AI Superpowers: China, Silicon Valley, and the New World Order
Kai-Fu Lee
Houghton Mifflin Harcourt: 2018
.
Ke Jie was slumped in his seat in May 2017, rubbing his temples, sighing and nervous as he pondered how he’d place his next stone on the nineteen-by-nineteen lined board. The game, called Go, is bewilderingly complex, and Ke Jie, from China, was its global star. “No human on earth could do this better than Ke Jie,” Kai-fu Lee, the author of AI Superpowers: China, Silicon Valley, and the New World Order, writes, “but today he was pitted against a Go player on a level no one had seen before.”
After three gruelling days and on his third and final game, Ke Jie capitulated. But in conceding defeat, he couldn’t shake his opponent’s hand. That’s because his opponent was an artificial intelligence program called AlphaGo, developed by a start-up called DeepMind that was acquired by Google. Artificial intelligence had done something once thought impossible: outwitted a champion — and all without feeling, consciousness or an understanding of its own significance.
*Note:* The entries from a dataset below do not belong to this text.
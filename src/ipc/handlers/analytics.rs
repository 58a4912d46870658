use rusqlite::Connection;
use serde_json::json;

use crate::analytics;
use crate::calc::AttendanceGrade;
use crate::engine;
use crate::ipc::error::HandlerErr;
use crate::ipc::helpers::{get_optional_u32, get_required_str, with_db};
use crate::ipc::types::{AppState, Request};

const TOP_PERFORMERS_DEFAULT: u32 = 10;

fn analytics_student_stats(
    conn: &Connection,
    _params: &serde_json::Value,
) -> Result<serde_json::Value, HandlerErr> {
    let stats = engine::all_student_stats(conn)?;
    Ok(json!({ "students": stats }))
}

fn analytics_student(
    conn: &Connection,
    params: &serde_json::Value,
) -> Result<serde_json::Value, HandlerErr> {
    let student_id = get_required_str(params, "studentId")?;
    let stats = engine::student_stats(conn, &student_id)?;
    Ok(json!({ "stats": stats }))
}

fn analytics_overview(
    conn: &Connection,
    _params: &serde_json::Value,
) -> Result<serde_json::Value, HandlerErr> {
    let stats = engine::all_student_stats(conn)?;
    Ok(json!({ "overview": analytics::overview(&stats) }))
}

fn analytics_by_grade(
    conn: &Connection,
    params: &serde_json::Value,
) -> Result<serde_json::Value, HandlerErr> {
    let raw = get_required_str(params, "grade")?;
    let Some(grade) = AttendanceGrade::parse(&raw) else {
        return Err(HandlerErr::bad_params(format!("unknown grade '{}'", raw)));
    };
    let stats = engine::all_student_stats(conn)?;
    Ok(json!({
        "grade": grade,
        "displayName": grade.display_name(),
        "students": analytics::by_grade(&stats, grade)
    }))
}

fn analytics_needing_attention(
    conn: &Connection,
    _params: &serde_json::Value,
) -> Result<serde_json::Value, HandlerErr> {
    let stats = engine::all_student_stats(conn)?;
    Ok(json!({ "students": analytics::needing_attention(&stats) }))
}

fn analytics_top_performers(
    conn: &Connection,
    params: &serde_json::Value,
) -> Result<serde_json::Value, HandlerErr> {
    let limit = get_optional_u32(params, "limit")?.unwrap_or(TOP_PERFORMERS_DEFAULT);
    let stats = engine::all_student_stats(conn)?;
    Ok(json!({ "students": analytics::top_performers(&stats, limit as usize) }))
}

fn analytics_at_risk(
    conn: &Connection,
    params: &serde_json::Value,
) -> Result<serde_json::Value, HandlerErr> {
    let Some(upcoming) = get_optional_u32(params, "upcomingClasses")? else {
        return Err(HandlerErr::bad_params("missing upcomingClasses"));
    };
    let stats = engine::all_student_stats(conn)?;
    Ok(json!({
        "upcomingClasses": upcoming,
        "students": analytics::at_risk(&stats, upcoming)
    }))
}

pub fn try_handle(state: &mut AppState, req: &Request) -> Option<serde_json::Value> {
    let handler: fn(&Connection, &serde_json::Value) -> Result<serde_json::Value, HandlerErr> =
        match req.method.as_str() {
            "analytics.studentStats" => analytics_student_stats,
            "analytics.student" => analytics_student,
            "analytics.overview" => analytics_overview,
            "analytics.byGrade" => analytics_by_grade,
            "analytics.needingAttention" => analytics_needing_attention,
            "analytics.topPerformers" => analytics_top_performers,
            "analytics.atRisk" => analytics_at_risk,
            _ => return None,
        };
    Some(with_db(state, req, |conn, _clock, params| handler(conn, params)))
}
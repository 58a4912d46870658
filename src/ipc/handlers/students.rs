use rusqlite::Connection;
use serde_json::json;

use crate::engine;
use crate::ipc::error::HandlerErr;
use crate::ipc::helpers::{get_bool, get_optional_str, get_required_str, with_db};
use crate::ipc::types::{AppState, Request};
use crate::store;

fn students_list(
    conn: &Connection,
    params: &serde_json::Value,
) -> Result<serde_json::Value, HandlerErr> {
    let students = match get_optional_str(params, "query") {
        Some(q) => store::search_active_students(conn, &q)?,
        None => store::list_active_students(conn)?,
    };
    let active_count = store::active_student_count(conn)?;
    Ok(json!({ "students": students, "activeCount": active_count }))
}

/// Lookup by `studentId` or `rollNo`; a miss is `{"student": null}`.
fn students_get(
    conn: &Connection,
    params: &serde_json::Value,
) -> Result<serde_json::Value, HandlerErr> {
    let student = if let Some(id) = get_optional_str(params, "studentId") {
        store::student_by_id(conn, &id)?
    } else if let Some(roll) = get_optional_str(params, "rollNo") {
        store::active_student_by_roll_no(conn, &roll)?
    } else {
        return Err(HandlerErr::bad_params("missing studentId or rollNo"));
    };
    Ok(json!({ "student": student }))
}

fn students_create(
    conn: &Connection,
    params: &serde_json::Value,
) -> Result<serde_json::Value, HandlerErr> {
    let roll_no = get_required_str(params, "rollNo")?;
    let name = get_required_str(params, "name")?;
    let student = engine::add_student(conn, &roll_no, &name).map_err(HandlerErr::update)?;
    Ok(json!({ "student": student }))
}

fn students_update(
    conn: &Connection,
    params: &serde_json::Value,
) -> Result<serde_json::Value, HandlerErr> {
    let student_id = get_required_str(params, "studentId")?;
    let roll_no = get_required_str(params, "rollNo")?;
    let name = get_required_str(params, "name")?;
    let student =
        engine::update_student(conn, &student_id, &roll_no, &name).map_err(HandlerErr::update)?;
    Ok(json!({ "student": student }))
}

fn students_delete(
    conn: &Connection,
    params: &serde_json::Value,
) -> Result<serde_json::Value, HandlerErr> {
    let student_id = get_required_str(params, "studentId")?;
    engine::deactivate_student(conn, &student_id).map_err(HandlerErr::update)?;
    Ok(json!({ "ok": true }))
}

fn students_roll_no_available(
    conn: &Connection,
    params: &serde_json::Value,
) -> Result<serde_json::Value, HandlerErr> {
    let roll_no = get_required_str(params, "rollNo")?;
    let exclude = get_optional_str(params, "excludeStudentId");
    let available = engine::is_roll_no_available(conn, &roll_no, exclude.as_deref())?;
    Ok(json!({ "available": available }))
}

fn students_import_roster(
    conn: &Connection,
    params: &serde_json::Value,
) -> Result<serde_json::Value, HandlerErr> {
    let Some(rows) = params.get("students").and_then(|v| v.as_array()) else {
        return Err(HandlerErr::bad_params("missing students"));
    };
    let mut entries = Vec::with_capacity(rows.len());
    for (i, row) in rows.iter().enumerate() {
        let roll_no = row.get("rollNo").and_then(|v| v.as_str());
        let name = row.get("name").and_then(|v| v.as_str());
        let (Some(roll_no), Some(name)) = (roll_no, name) else {
            return Err(HandlerErr {
                code: "bad_params",
                message: "each roster row needs rollNo and name".to_string(),
                details: Some(json!({ "index": i })),
            });
        };
        entries.push((roll_no.to_string(), name.to_string()));
    }
    let replace = get_bool(params, "replace");
    let outcome = engine::import_roster(conn, &entries, replace).map_err(HandlerErr::update)?;
    Ok(json!({
        "applied": outcome.applied,
        "failed": outcome.failed,
        "complete": outcome.is_complete()
    }))
}

pub fn try_handle(state: &mut AppState, req: &Request) -> Option<serde_json::Value> {
    let run = |f: fn(&Connection, &serde_json::Value) -> Result<serde_json::Value, HandlerErr>| {
        with_db(state, req, |conn, _clock, params| f(conn, params))
    };
    match req.method.as_str() {
        "students.list" => Some(run(students_list)),
        "students.get" => Some(run(students_get)),
        "students.create" => Some(run(students_create)),
        "students.update" => Some(run(students_update)),
        "students.delete" => Some(run(students_delete)),
        "students.rollNoAvailable" => Some(run(students_roll_no_available)),
        "students.importRoster" => Some(run(students_import_roster)),
        _ => None,
    }
}
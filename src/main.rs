mod analytics;
mod calc;
mod cli;
mod dates;
mod db;
mod engine;
mod error;
mod ipc;
mod logging;
mod model;
mod report;
mod share;
mod store;

use std::io::{self, BufRead, Write};

use clap::Parser;
use tracing::{error, info, warn};

use crate::dates::{Clock, FixedClock, SystemClock};

fn write_line(stdout: &mut impl Write, resp: &serde_json::Value) {
    let _ = writeln!(
        stdout,
        "{}",
        serde_json::to_string(resp).unwrap_or_else(|_| "{\"ok\":false}".to_string())
    );
    let _ = stdout.flush();
}

fn main() {
    let args = cli::Cli::parse();
    logging::init(args.verbose);

    let clock: Box<dyn Clock> = match args.today {
        Some(day) => {
            info!(today = %day, "clock pinned");
            Box::new(FixedClock(day))
        }
        None => Box::new(SystemClock),
    };
    let mut state = ipc::AppState::new(clock, args.outbox);

    if let Some(path) = args.workspace {
        match db::open_db(&path) {
            Ok(conn) => {
                info!(workspace = %path.display(), "workspace opened");
                state.workspace = Some(path);
                state.db = Some(conn);
            }
            // Keep serving; clients can still call workspace.select.
            Err(e) => error!(workspace = %path.display(), error = ?e, "failed to open workspace"),
        }
    }

    let stdin = io::stdin();
    let mut stdout = io::stdout();

    for line in stdin.lock().lines() {
        let line = match line {
            Ok(v) => v,
            Err(e) => {
                warn!(error = %e, "stdin closed");
                break;
            }
        };
        if line.trim().is_empty() {
            continue;
        }

        let req: ipc::Request = match serde_json::from_str(&line) {
            Ok(v) => v,
            Err(e) => {
                // No id to echo back.
                let resp = serde_json::json!({
                    "ok": false,
                    "error": { "code": "bad_json", "message": e.to_string() }
                });
                write_line(&mut stdout, &resp);
                continue;
            }
        };

        let resp = ipc::handle_request(&mut state, req);
        write_line(&mut stdout, &resp);
    }
}
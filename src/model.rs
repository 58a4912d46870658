use serde::Serialize;

use crate::calc::AttendanceGrade;

#[derive(Debug, Clone, PartialEq, Serialize)]
#[serde(rename_all = "camelCase")]
pub struct Student {
    pub id: String,
    pub roll_no: String,
    pub name: String,
    pub active: bool,
    pub created_at: i64,
}

#[derive(Debug, Clone, Copy, PartialEq, Eq, Hash, Serialize)]
#[serde(rename_all = "snake_case")]
pub enum AttendanceStatus {
    Present,
    Absent,
    OnDuty,
}

impl AttendanceStatus {
    pub fn as_str(self) -> &'static str {
        match self {
            AttendanceStatus::Present => "present",
            AttendanceStatus::Absent => "absent",
            AttendanceStatus::OnDuty => "on_duty",
        }
    }

    pub fn parse(s: &str) -> Option<Self> {
        match s.trim().to_ascii_lowercase().as_str() {
            "present" => Some(AttendanceStatus::Present),
            "absent" => Some(AttendanceStatus::Absent),
            "on_duty" | "od" => Some(AttendanceStatus::OnDuty),
            _ => None,
        }
    }
}

/// One mark per (student, date).
#[derive(Debug, Clone, PartialEq, Serialize)]
#[serde(rename_all = "camelCase")]
pub struct AttendanceMark {
    pub id: String,
    pub student_id: String,
    pub date: String,
    pub status: AttendanceStatus,
    pub leave_form_submitted: bool,
    pub created_at: i64,
    pub updated_at: i64,
}

/// Active student paired with their mark for one date, if any.
#[derive(Debug, Clone, Serialize)]
#[serde(rename_all = "camelCase")]
pub struct StudentDay {
    pub student: Student,
    pub mark: Option<AttendanceMark>,
}

#[derive(Debug, Clone, PartialEq, Serialize)]
#[serde(rename_all = "camelCase")]
pub struct AttendanceSummary {
    pub date: String,
    pub total_students: u32,
    pub present_count: u32,
    pub absent_count: u32,
    pub od_count: u32,
    pub class_average: f64,
}

impl AttendanceSummary {
    pub fn empty(date: &str) -> Self {
        Self {
            date: date.to_string(),
            total_students: 0,
            present_count: 0,
            absent_count: 0,
            od_count: 0,
            class_average: 0.0,
        }
    }
}

#[derive(Debug, Clone, PartialEq, Serialize)]
#[serde(rename_all = "camelCase")]
pub struct StudentStats {
    pub student_id: String,
    pub student_name: String,
    pub roll_no: String,
    pub total_classes: u32,
    pub attended_classes: u32,
    pub attendance_percentage: f64,
    pub classes_needed_for_75_percent: u32,
    pub classes_can_miss_for_75_percent: u32,
    pub grade: AttendanceGrade,
}

/// Report line for an absentee or on-duty student.
#[derive(Debug, Clone, PartialEq, Serialize)]
#[serde(rename_all = "camelCase")]
pub struct StudentStatus {
    pub student_id: String,
    pub roll_no: String,
    pub name: String,
    pub status: AttendanceStatus,
    pub leave_form_submitted: bool,
}

#[derive(Debug, Clone, PartialEq, Serialize)]
#[serde(rename_all = "camelCase")]
pub struct AttendanceReport {
    pub date: String,
    pub summary: AttendanceSummary,
    pub absentees: Vec<StudentStatus>,
    pub od_students: Vec<StudentStatus>,
}

#[derive(Debug, Clone, PartialEq, Serialize)]
#[serde(rename_all = "camelCase")]
pub struct BatchFailure {
    pub key: String,
    pub message: String,
}

/// Result of a per-row batch: rows that went through plus the ones that did not.
#[derive(Debug, Clone, Default, PartialEq, Serialize)]
#[serde(rename_all = "camelCase")]
pub struct BatchOutcome {
    pub applied: usize,
    pub failed: Vec<BatchFailure>,
}

impl BatchOutcome {
    pub fn is_complete(&self) -> bool {
        self.failed.is_empty()
    }
}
The match marked a turning point for our relationship with technology and where it’s taking us, Lee argues. For years, AI engineers had regarded a software program that could win at Go as hopelessly complex: the number of possible positions on the board exceeds the number of atoms in the visible universe. The human brain was able to feel out moves and strategies, an intuition that a machine lacked.